Oil Crashes Below $100 as Trump Announces Iran Ceasefire

Crude oil prices went into free fall Tuesday evening, plummeting below $100 a barrel after President Trump announced a two-week ceasefire with Iran backed by Pakistan's proposal. The drop marks the steepest single-day decline since the 1991 Gulf War.

Brent crude futures, the global benchmark, shed roughly 16 percent to settle near $93 per barrel. U.S. crude tracked even lower, down about 19 percent to approximately $92. Despite the dramatic reversal, both remain well above the roughly $73 level recorded just before fighting erupted at the end of February.

The ceasefire hinges on Iran agreeing to fully reopen the Strait of Hormuz, Trump said. That waterway handles about a quarter of the world's seaborne oil trade, and its effective closure triggered the largest disruption in oil market history.

Tankers Still Afraid to Move

The real test ahead is whether shipping companies will actually believe the ceasefire holds enough to resume moving oil, liquefied natural gas, and other cargo through the narrow channel. The physical market remains deeply unsettled even after Tuesday's price collapse.

Middle Eastern producers had slashed output dramatically during the crisis. Iraq, Saudi Arabia, Kuwait, the UAE, Qatar, and Bahrain collectively shut down 7.5 million barrels per day of crude production in March, with even higher cuts reported this month, according to Energy Department data.

The strain showed up in dated Brent crude, the real-world benchmark for physical barrels. That metric hit an all-time record of $144.42, surpassing the previous peak set in 2008 during the financial crisis.

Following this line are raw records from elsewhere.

// 该文件是 Agriscan （田间扫描） 项目的一部分。
// src/overlay.rs - 供客户端渲染的归一化叠加框
//
// 本文件根据 Apache 许可证第 2.0 版（以下简称“许可证”）授权使用；
// 除非遵守该许可证条款，否则您不得使用本文件。
// 您可通过以下网址获取许可证副本：
// http://www.apache.org/licenses/LICENSE-2.0
// 除非适用法律要求或书面同意，根据本许可协议分发的软件均按“原样”提供，
// 不附带任何形式的明示或暗示的保证或条件。
// 有关许可权限与限制的具体条款，请参阅本许可协议。
//
// Copyright (C) 2026 Johann Li <me@qinka.pro>, Wareless Group

use serde::{Deserialize, Serialize};

use crate::detection::{Detection, Geometry};

/// 与分辨率无关的检测框，坐标为图像宽高的比例
#[derive(Debug, Clone, PartialEq, Serialize, Deserialize)]
pub struct OverlayBox {
  pub x1: f64,
  pub y1: f64,
  pub x2: f64,
  pub y2: f64,
  pub label: String,
  pub confidence: Option<f64>,
  /// 多边形检测的归一化顶点
  #[serde(default, skip_serializing_if = "Option::is_none")]
  pub polygon: Option<Vec<[f64; 2]>>,
}

/// 将检测转换为叠加框，丢弃宽或高不为正的项
pub fn overlay_boxes(width: u32, height: u32, detections: &[Detection]) -> Vec<OverlayBox> {
  if width == 0 || height == 0 {
    return Vec::new();
  }
  let (w, h) = (width as f64, height as f64);

  detections
    .iter()
    .filter_map(|detection| {
      let (bounds, polygon) = match &detection.geometry {
        // 矩形已由归一化器裁剪到 [0, width-1] × [0, height-1]
        Geometry::Box(bbox) => (*bbox, None),
        Geometry::Polygon(points) => {
          let normalized: Vec<[f64; 2]> = points
            .iter()
            .map(|&(x, y)| [(x / w).clamp(0.0, 1.0), (y / h).clamp(0.0, 1.0)])
            .collect();
          let [x1, y1, x2, y2] = detection.geometry.bounds();
          (
            [x1.clamp(0.0, w), y1.clamp(0.0, h), x2.clamp(0.0, w), y2.clamp(0.0, h)],
            Some(normalized),
          )
        }
      };

      let [x1, y1, x2, y2] = bounds;
      if x2 <= x1 || y2 <= y1 {
        return None;
      }

      Some(OverlayBox {
        x1: x1 / w,
        y1: y1 / h,
        x2: x2 / w,
        y2: y2 / h,
        label: detection.label.clone(),
        confidence: detection.confidence,
        polygon,
      })
    })
    .collect()
}

#[cfg(test)]
mod tests {
  use super::*;
  use crate::detection::Normalizer;
  use serde_json::json;

  #[test]
  fn boxes_are_normalized_by_image_size() {
    let detections = Normalizer::new(200, 100).normalize_all(&[
      json!({"bbox": [20, 10, 100, 50], "label": "corn", "confidence": 0.8}),
      json!({"bbox": [0, 0, 10, "x"], "label": "corn"}),
    ]);
    let boxes = overlay_boxes(200, 100, &detections);
    assert_eq!(boxes.len(), 1);
    let b = &boxes[0];
    assert_eq!((b.x1, b.y1, b.x2, b.y2), (0.1, 0.1, 0.5, 0.5));
    assert_eq!(b.label, "corn");
    assert_eq!(b.confidence, Some(0.8));
    assert!(b.polygon.is_none());
  }

  #[test]
  fn unparsable_confidence_is_null() {
    let detections = Normalizer::new(50, 50)
      .normalize_all(&[json!({"bbox": [1, 1, 10, 10], "confidence": "n/a"})]);
    let boxes = overlay_boxes(50, 50, &detections);
    assert_eq!(boxes[0].confidence, None);
    let value = serde_json::to_value(&boxes[0]).unwrap();
    assert!(value["confidence"].is_null());
    assert!(value.get("polygon").is_none());
  }

  #[test]
  fn degenerate_polygon_is_excluded() {
    let detections = Normalizer::new(50, 50)
      .normalize_all(&[json!({"polygon": [[5, 5], [5, 20], [5, 40]]})]);
    assert_eq!(detections.len(), 1);
    assert!(overlay_boxes(50, 50, &detections).is_empty());
  }

  #[test]
  fn normalized_polygon_round_trips() {
    let ring = [[0.125, 0.2], [0.6, 0.35], [0.45, 0.9], [0.1, 0.7]];
    let (width, height) = (640, 480);
    let detections = Normalizer::new(width, height)
      .normalize_all(&[json!({"polygon_normalized": ring, "class_name": "ear"})]);
    let boxes = overlay_boxes(width, height, &detections);
    assert_eq!(boxes.len(), 1);

    let polygon = boxes[0].polygon.as_ref().unwrap();
    for (got, want) in polygon.iter().zip(ring.iter()) {
      assert!((got[0] - want[0]).abs() < 1e-12);
      assert!((got[1] - want[1]).abs() < 1e-12);
    }
    assert!((boxes[0].x1 - 0.1).abs() < 1e-12);
    assert!((boxes[0].y1 - 0.2).abs() < 1e-12);
    assert!((boxes[0].x2 - 0.6).abs() < 1e-12);
    assert!((boxes[0].y2 - 0.9).abs() < 1e-12);
  }

  #[test]
  fn emitted_boxes_are_never_inverted() {
    let raws: Vec<_> = (0..40)
      .map(|i| json!({"bbox": [i * 7 - 30, i * 3 - 10, i * 11 - 50, i * 5 + 2]}))
      .collect();
    let detections = Normalizer::new(120, 90).normalize_all(&raws);
    for b in overlay_boxes(120, 90, &detections) {
      assert!(b.x2 > b.x1 && b.y2 > b.y1);
      assert!(b.x1 >= 0.0 && b.x2 <= 1.0 && b.y1 >= 0.0 && b.y2 <= 1.0);
    }
  }
}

Refineries and traders desperate for supply had pushed spot prices to extraordinary levels while futures trading showed traders betting on eventual relief.

Whether shippers will actually test safe passage through the Strait remains unclear. The market moves in two directions: futures traders betting on a calmer geopolitical picture pushed prices down sharply, but physical traders in oil markets worldwide are still cautious about committing tankers to routes that may face disruption again.